- Task objective: From the material below, copy each line that holds the word "trace".

________

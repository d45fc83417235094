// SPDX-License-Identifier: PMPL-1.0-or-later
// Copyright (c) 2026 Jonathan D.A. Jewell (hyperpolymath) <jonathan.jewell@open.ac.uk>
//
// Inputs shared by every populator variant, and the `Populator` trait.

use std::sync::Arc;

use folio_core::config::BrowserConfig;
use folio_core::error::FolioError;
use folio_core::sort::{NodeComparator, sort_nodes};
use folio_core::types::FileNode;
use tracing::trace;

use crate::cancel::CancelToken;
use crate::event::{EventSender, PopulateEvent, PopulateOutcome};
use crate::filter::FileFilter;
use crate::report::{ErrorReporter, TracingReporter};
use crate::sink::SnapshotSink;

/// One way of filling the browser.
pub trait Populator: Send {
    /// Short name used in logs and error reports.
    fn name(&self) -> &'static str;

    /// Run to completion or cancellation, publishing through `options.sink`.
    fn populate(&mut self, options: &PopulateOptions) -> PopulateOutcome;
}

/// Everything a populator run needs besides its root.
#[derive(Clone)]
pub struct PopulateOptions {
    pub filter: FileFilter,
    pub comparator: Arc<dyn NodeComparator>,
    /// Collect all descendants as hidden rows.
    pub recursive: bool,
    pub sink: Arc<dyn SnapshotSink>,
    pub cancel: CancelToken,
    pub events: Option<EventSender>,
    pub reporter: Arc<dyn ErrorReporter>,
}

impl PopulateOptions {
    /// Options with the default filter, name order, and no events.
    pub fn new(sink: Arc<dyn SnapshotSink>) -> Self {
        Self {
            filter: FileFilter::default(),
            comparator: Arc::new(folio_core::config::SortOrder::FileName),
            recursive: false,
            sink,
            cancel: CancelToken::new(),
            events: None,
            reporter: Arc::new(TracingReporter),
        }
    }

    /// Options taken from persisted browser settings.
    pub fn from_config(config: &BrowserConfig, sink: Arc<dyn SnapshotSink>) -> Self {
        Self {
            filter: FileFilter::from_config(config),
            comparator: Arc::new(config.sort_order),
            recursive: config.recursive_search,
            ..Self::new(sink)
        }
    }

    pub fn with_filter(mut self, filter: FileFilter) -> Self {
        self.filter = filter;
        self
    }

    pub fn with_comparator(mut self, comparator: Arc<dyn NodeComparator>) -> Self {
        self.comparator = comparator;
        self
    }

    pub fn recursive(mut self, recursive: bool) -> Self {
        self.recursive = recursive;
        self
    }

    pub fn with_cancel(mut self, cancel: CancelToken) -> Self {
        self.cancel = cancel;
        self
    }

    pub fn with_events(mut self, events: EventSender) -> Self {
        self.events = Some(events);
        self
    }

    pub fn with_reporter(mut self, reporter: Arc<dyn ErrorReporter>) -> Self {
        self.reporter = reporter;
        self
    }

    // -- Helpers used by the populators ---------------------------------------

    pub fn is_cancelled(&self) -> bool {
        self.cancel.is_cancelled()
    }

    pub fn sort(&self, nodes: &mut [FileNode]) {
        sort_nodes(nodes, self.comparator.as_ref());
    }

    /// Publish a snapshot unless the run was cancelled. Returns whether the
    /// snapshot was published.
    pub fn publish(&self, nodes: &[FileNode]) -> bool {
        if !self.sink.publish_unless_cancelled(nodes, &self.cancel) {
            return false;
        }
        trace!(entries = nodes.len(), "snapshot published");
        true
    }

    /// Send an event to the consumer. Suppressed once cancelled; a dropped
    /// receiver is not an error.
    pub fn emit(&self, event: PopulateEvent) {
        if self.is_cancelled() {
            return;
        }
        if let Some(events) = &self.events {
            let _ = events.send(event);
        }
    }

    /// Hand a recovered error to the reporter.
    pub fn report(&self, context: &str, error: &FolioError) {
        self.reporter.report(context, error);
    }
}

________

- Task output:
use tracing::trace;
        trace!(entries = nodes.len(), "snapshot published");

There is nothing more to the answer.